Lines below that include "chunk" are the answer; copy each one.
--*--
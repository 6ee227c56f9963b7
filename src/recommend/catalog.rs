/// Product line taxonomy for the static catalog.
#[derive(Debug, Clone, Copy, PartialEq, Eq)]
pub enum ProductLine {
    TermLife,
    WholeLife,
    CriticalIllness,
    Education,
}

impl ProductLine {
    pub fn label(&self) -> &'static str {
        match self {
            ProductLine::TermLife => "Term life insurance",
            ProductLine::WholeLife => "Whole life insurance",
            ProductLine::CriticalIllness => "Critical illness insurance",
            ProductLine::Education => "Education plan",
        }
    }
}

/// One catalog entry. The catalog is a constant table; production data
/// would come from a product system upstream of this core.
#[derive(Debug, Clone)]
pub struct ProductEntry {
    pub name: &'static str,
    pub english_name: &'static str,
    pub line: ProductLine,
    /// Eligibility range in years, inclusive.
    pub entry_ages: (u8, u8),
    pub payment_terms: &'static str,
    pub highlights: &'static [&'static str],
}

pub const CATALOG: &[ProductEntry] = &[
    ProductEntry {
        name: "An Tâm Tài Chính",
        english_name: "Financial Peace of Mind",
        line: ProductLine::TermLife,
        entry_ages: (18, 65),
        payment_terms: "Monthly, Quarterly, Semi-annual, Annual",
        highlights: &[
            "Bảo hiểm tử kỳ với quyền lợi bảo vệ toàn diện",
            "Sum assured up to 30 times annual income",
        ],
    },
    ProductEntry {
        name: "Phúc Bảo An",
        english_name: "Secure Prosperity",
        line: ProductLine::WholeLife,
        entry_ages: (0, 65),
        payment_terms: "10, 15, 20 years",
        highlights: &[
            "Bảo hiểm trọn đời với tích lũy",
            "Death benefit: 100% sum assured plus accumulated bonuses",
        ],
    },
    ProductEntry {
        name: "Sống Khỏe",
        english_name: "Healthy Living",
        line: ProductLine::CriticalIllness,
        entry_ages: (18, 60),
        payment_terms: "10-20 years",
        highlights: &[
            "Bảo hiểm bệnh hiểm nghèo toàn diện",
            "Covers 45 critical illnesses",
            "Lump sum payment up to 2 billion VND",
        ],
    },
    ProductEntry {
        name: "Học Vấn Tương Lai",
        english_name: "Future Education",
        line: ProductLine::Education,
        entry_ages: (0, 15),
        payment_terms: "Flexible premium payment terms",
        highlights: &[
            "Kế hoạch giáo dục với quyền lợi bảo vệ",
            "Guaranteed education fund",
        ],
    },
];

impl ProductEntry {
    /// Text block for this entry, as interpolated into generation prompts
    /// and seeded into the passage index.
    pub fn render(&self) -> String {
        let mut out = format!(
            "\"{}\" ({}), {}\nEntry age: {}-{} years\nPremium payment: {}\n",
            self.name,
            self.english_name,
            self.line.label(),
            self.entry_ages.0,
            self.entry_ages.1,
            self.payment_terms,
        );
        for highlight in self.highlights {
            out.push_str(highlight);
            out.push('\n');
        }
        out
    }
}

/// The catalog as one text table.
pub fn render_catalog() -> String {
    let mut out = String::new();
    for (i, entry) in CATALOG.iter().enumerate() {
        out.push_str(&format!("{}. {}", i + 1, entry.render()));
        out.push('\n');
    }
    out
}
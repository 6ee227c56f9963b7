pub mod reply;
pub mod router;
pub mod session;

pub use reply::*;
pub use router::*;
pub use session::*;
use std::sync::Arc;

use tracing::{debug, warn};

use crate::services::llm::{GenerationRequest, TextGenerator};

use super::types::Intent;

/// Default classification when the result cannot be determined reliably.
pub const FALLBACK_INTENT: Intent = Intent::GeneralInterest;

/// Classifies a user utterance into the closed intent set by delegating to
/// the generation service. The service call is a soft contract: the label
/// constraint is requested, but the trailing-token parse plus the fallback
/// intent are what make `classify` total.
pub struct IntentClassifier {
    generator: Arc<dyn TextGenerator>,
}

impl IntentClassifier {
    pub fn new(generator: Arc<dyn TextGenerator>) -> Self {
        Self { generator }
    }

    /// Classify free text. Never fails: a service error or unparseable
    /// output both collapse to `FALLBACK_INTENT`.
    pub async fn classify(&self, text: &str) -> Intent {
        let request = GenerationRequest {
            system: instructions(),
            user: format!("Current user input: {}", text),
            temperature: 0.0,
            max_tokens: 8,
            labels: Some(Intent::ALL.iter().map(|i| i.label().to_string()).collect()),
        };

        match self.generator.generate(request).await {
            Ok(raw) => {
                debug!(%raw, "classifier output");
                match parse_label(&raw) {
                    Some(intent) => intent,
                    None => {
                        warn!(%raw, "classifier output matched no label, using fallback");
                        FALLBACK_INTENT
                    }
                }
            }
            Err(e) => {
                warn!(error = %e, "classification call failed, using fallback");
                FALLBACK_INTENT
            }
        }
    }
}

fn instructions() -> String {
    let mut out = String::from(
        "You are an intelligent router for a life insurance conversation. Analyze \
         the user's input to determine their primary intent. Consider the following \
         categories:\n",
    );
    for (i, intent) in Intent::ALL.iter().enumerate() {
        out.push_str(&format!("{}. {}: {}\n", i + 1, intent.label(), intent.description()));
    }
    out.push_str(
        "\nAnalyze the input carefully, considering both explicit and implicit \
         indications of the user's intent. If unsure, default to general_interest.\n\
         Respond with only one of these words: \"general_interest\", \"product_info\", \
         \"purchase_intent\", or \"recommendation_request\".",
    );
    out
}

/// Take the trailing token of the response and match it against the label
/// set. Quote and punctuation noise is stripped so a schema-constrained
/// `"purchase_intent"` still matches.
fn parse_label(raw: &str) -> Option<Intent> {
    let tail = raw.split_whitespace().last()?;
    let tail = tail.trim_matches(|c: char| !c.is_ascii_alphanumeric() && c != '_');
    Intent::from_label(tail)
}
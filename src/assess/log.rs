use std::collections::HashMap;
use std::fs::OpenOptions;
use std::io::Write;
use std::path::PathBuf;

use serde::{Deserialize, Serialize};
use thiserror::Error;
use uuid::Uuid;

use super::question::AnswerValue;

#[derive(Debug, Error)]
pub enum PersistError {
    #[error("profile log io: {0}")]
    Io(#[from] std::io::Error),
    #[error("profile log serialization: {0}")]
    Serialization(#[from] serde_json::Error),
}

/// One completed needs assessment.
#[derive(Debug, Clone, Serialize, Deserialize)]
pub struct ProfileRecord {
    pub session: Uuid,
    pub answers: HashMap<String, AnswerValue>,
}

/// Append-only sink for completed profiles. The engine writes exactly one
/// record per completed session; the core has no read path.
pub trait ProfileSink: Send + Sync {
    fn append(&self, record: &ProfileRecord) -> Result<(), PersistError>;
}

/// Durable sink: one JSON line per record.
pub struct JsonlProfileLog {
    path: PathBuf,
}

impl JsonlProfileLog {
    pub fn new(path: impl Into<PathBuf>) -> Self {
        Self { path: path.into() }
    }
}

impl ProfileSink for JsonlProfileLog {
    fn append(&self, record: &ProfileRecord) -> Result<(), PersistError> {
        let mut line = serde_json::to_string(record)?;
        line.push('\n');
        let mut file = OpenOptions::new()
            .create(true)
            .append(true)
            .open(&self.path)?;
        file.write_all(line.as_bytes())?;
        Ok(())
    }
}
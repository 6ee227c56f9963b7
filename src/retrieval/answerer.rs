use std::sync::Arc;

use tracing::debug;

use crate::services::llm::{GenerationRequest, ServiceError, TextGenerator};

use super::index::PassageIndex;

const SUMMARIZER: &str =
    "You are an AI assistant specializing in insurance plans. Provide a \
     comprehensive summary of ALL different insurance plans mentioned in the \
     context. Focus on key features and differences between plans. If only one \
     plan is mentioned, state that clearly.";

/// Retrieval-augmented answerer for product questions: a generation call
/// over the concatenated nearest passages.
pub struct ProductAnswerer {
    index: Arc<dyn PassageIndex>,
    generator: Arc<dyn TextGenerator>,
    top_k: usize,
}

impl ProductAnswerer {
    pub fn new(index: Arc<dyn PassageIndex>, generator: Arc<dyn TextGenerator>, top_k: usize) -> Self {
        Self {
            index,
            generator,
            top_k,
        }
    }

    pub async fn answer(&self, query: &str) -> Result<String, ServiceError> {
        let passages = self.index.search(query, self.top_k);
        debug!(hits = passages.len(), "retrieved context");

        let context = passages
            .iter()
            .map(|p| p.text.as_str())
            .collect::<Vec<_>>()
            .join("\n");

        let request = GenerationRequest {
            system: SUMMARIZER.to_string(),
            user: format!(
                "Context: {}\n\nQuery: {}\n\nProvide a summary of the insurance plans mentioned:",
                context, query
            ),
            temperature: 0.0,
            max_tokens: 512,
            labels: None,
        };

        self.generator.generate(request).await
    }
}
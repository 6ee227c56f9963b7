use std::time::Duration;

use async_trait::async_trait;
use reqwest::Client;
use serde::{Deserialize, Serialize};
use thiserror::Error;
use tracing::debug;

/// Failure of an outbound generation call. Nothing here is fatal to the
/// process; every caller maps these onto its own fallback path.
#[derive(Debug, Error)]
pub enum ServiceError {
    #[error("generation request failed: {0}")]
    Transport(#[from] reqwest::Error),
    #[error("generation service returned status {0}")]
    Status(reqwest::StatusCode),
    #[error("malformed generation response: {0}")]
    Malformed(String),
    #[error("generation call exceeded {0:?}")]
    Timeout(Duration),
}

/// One outbound request to the generation service.
#[derive(Debug, Clone)]
pub struct GenerationRequest {
    pub system: String,
    pub user: String,
    pub temperature: f32,
    pub max_tokens: usize,
    /// When set, ask the service to constrain decoding to one of these
    /// labels. Servers may ignore the constraint; callers must still
    /// validate the result.
    pub labels: Option<Vec<String>>,
}

/// Boundary to the hosted text-generation service.
#[async_trait]
pub trait TextGenerator: Send + Sync {
    async fn generate(&self, request: GenerationRequest) -> Result<String, ServiceError>;
}

#[derive(Serialize)]
struct CompletionRequest {
    prompt: String,
    stream: bool,
    n_predict: usize,
    temperature: f32,
    stop: Vec<String>,
    #[serde(skip_serializing_if = "Option::is_none")]
    json_schema: Option<serde_json::Value>,
}

#[derive(Deserialize)]
struct CompletionResponse {
    content: String,
}

/// Client for a llama-server style `/completion` endpoint.
#[derive(Clone)]
pub struct LlmClient {
    client: Client,
    base_url: String,
    timeout: Duration,
}

impl LlmClient {
    pub fn new(base_url: impl Into<String>, timeout: Duration) -> Self {
        Self {
            client: Client::builder()
                .timeout(timeout) // Network-level bound; generate() adds the call-site bound
                .build()
                .unwrap_or_default(),
            base_url: base_url.into(),
            timeout,
        }
    }
}

#[async_trait]
impl TextGenerator for LlmClient {
    async fn generate(&self, request: GenerationRequest) -> Result<String, ServiceError> {
        let full_prompt = format!(
            "System: {}\nUser: {}\nAssistant:",
            request.system, request.user
        );

        let request_body = CompletionRequest {
            prompt: full_prompt,
            stream: false, // One-shot only
            n_predict: request.max_tokens,
            temperature: request.temperature,
            stop: vec!["User:".to_string(), "System:".to_string()],
            // Enum constraint for closed label sets
            json_schema: request
                .labels
                .as_ref()
                .map(|labels| serde_json::json!({ "type": "string", "enum": labels })),
        };

        let send = self
            .client
            .post(format!("{}/completion", self.base_url))
            .json(&request_body)
            .send();

        let response = tokio::time::timeout(self.timeout, send)
            .await
            .map_err(|_| ServiceError::Timeout(self.timeout))??;

        if !response.status().is_success() {
            return Err(ServiceError::Status(response.status()));
        }

        let resp_json: CompletionResponse = response
            .json()
            .await
            .map_err(|e| ServiceError::Malformed(e.to_string()))?;

        debug!(chars = resp_json.content.len(), "completion received");
        Ok(resp_json.content.trim().to_string())
    }
}
use serde::{Deserialize, Serialize};

/// Closed set of conversation intents. The classifier must always resolve
/// to one of these; output it cannot place collapses to `GeneralInterest`.
#[derive(Debug, Clone, Copy, PartialEq, Eq, Hash, Serialize, Deserialize)]
#[serde(rename_all = "snake_case")]
pub enum Intent {
    GeneralInterest,
    ProductInfo,
    PurchaseIntent,
    RecommendationRequest,
}

impl Intent {
    pub const ALL: [Intent; 4] = [
        Intent::GeneralInterest,
        Intent::ProductInfo,
        Intent::PurchaseIntent,
        Intent::RecommendationRequest,
    ];

    /// Wire label, exactly as the classifier prompt asks for it back.
    pub fn label(&self) -> &'static str {
        match self {
            Intent::GeneralInterest => "general_interest",
            Intent::ProductInfo => "product_info",
            Intent::PurchaseIntent => "purchase_intent",
            Intent::RecommendationRequest => "recommendation_request",
        }
    }

    /// Case-insensitive match against the exact label strings.
    pub fn from_label(raw: &str) -> Option<Intent> {
        let wanted = raw.trim().to_ascii_lowercase();
        Intent::ALL.into_iter().find(|i| i.label() == wanted)
    }

    /// Category description embedded in the classifier instructions.
    pub fn description(&self) -> &'static str {
        match self {
            Intent::GeneralInterest => {
                "The user is in the early stages of inquiry, seeking general \
                 information, or engaging in friendly conversation about life insurance."
            }
            Intent::ProductInfo => {
                "The user is asking about specific insurance products, policy types, \
                 or requesting detailed information about coverage options."
            }
            Intent::PurchaseIntent => {
                "The user is expressing a clear intent to buy insurance, is ready for \
                 a needs assessment, or is asking about the process of buying an \
                 insurance product."
            }
            Intent::RecommendationRequest => {
                "The user wants personalized product recommendations or is following \
                 up on previous recommendations."
            }
        }
    }
}
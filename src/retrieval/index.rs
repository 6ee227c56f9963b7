use std::cmp::Ordering;
use std::collections::{HashMap, HashSet};

use serde::{Deserialize, Serialize};

/// One retrievable text chunk.
#[derive(Debug, Clone, PartialEq, Serialize, Deserialize)]
pub struct Passage {
    /// Plan or document the chunk came from.
    pub source: String,
    pub text: String,
}

/// Nearest-passage lookup boundary. Index construction is upstream of this
/// core; implementations only owe the query contract.
pub trait PassageIndex: Send + Sync {
    fn search(&self, query: &str, top_k: usize) -> Vec<Passage>;
}

/// IDF-weighted keyword index over the seeded plan passages. Stands in for
/// a vector index behind the same contract.
pub struct KeywordIndex {
    passages: Vec<Passage>,
    tokens: Vec<HashSet<String>>,
    idf: HashMap<String, f32>,
}

impl KeywordIndex {
    pub fn new(passages: Vec<Passage>) -> Self {
        let tokens: Vec<HashSet<String>> =
            passages.iter().map(|p| tokenize(&p.text)).collect();

        let mut doc_freq: HashMap<String, usize> = HashMap::new();
        for set in &tokens {
            for token in set {
                *doc_freq.entry(token.clone()).or_insert(0) += 1;
            }
        }

        let n = passages.len().max(1) as f32;
        let idf = doc_freq
            .into_iter()
            .map(|(token, df)| (token, (n / df as f32).ln() + 1.0))
            .collect();

        Self {
            passages,
            tokens,
            idf,
        }
    }
}

impl PassageIndex for KeywordIndex {
    fn search(&self, query: &str, top_k: usize) -> Vec<Passage> {
        let query_tokens = tokenize(query);

        // Sum the IDF weights of matched tokens per passage.
        let mut scored: Vec<(f32, usize)> = self
            .tokens
            .iter()
            .enumerate()
            .map(|(i, set)| {
                let score: f32 = query_tokens
                    .iter()
                    .filter(|t| set.contains(*t))
                    .map(|t| self.idf.get(t).copied().unwrap_or(1.0))
                    .sum();
                (score, i)
            })
            .filter(|(score, _)| *score > 0.0)
            .collect();

        scored.sort_by(|a, b| b.0.partial_cmp(&a.0).unwrap_or(Ordering::Equal));

        scored
            .into_iter()
            .take(top_k)
            .map(|(_, i)| self.passages[i].clone())
            .collect()
    }
}

fn tokenize(text: &str) -> HashSet<String> {
    text.to_lowercase()
        .split(|c: char| !c.is_alphanumeric())
        .filter(|t| t.len() > 1)
        .map(str::to_string)
        .collect()
}
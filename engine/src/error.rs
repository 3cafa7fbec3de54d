use thiserror::Error;

use crate::army::Army;

/// Why an attack order was refused. The message is shown to the player as-is.
#[derive(Error, Debug, Clone, Copy, PartialEq, Eq)]
pub enum OrderError {
    #[error("Invalid territory number.")]
    InvalidTerritory,

    #[error("You can only attack from your own territories ({0}).")]
    NotYourTerritory(Army),

    #[error("You need at least 2 troops to attack.")]
    NotEnoughTroops,

    #[error("You cannot attack a territory that is already yours.")]
    AlreadyYours,
}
--*--
(Task output):
/// One retrievable text chunk.
    /// Plan or document the chunk came from.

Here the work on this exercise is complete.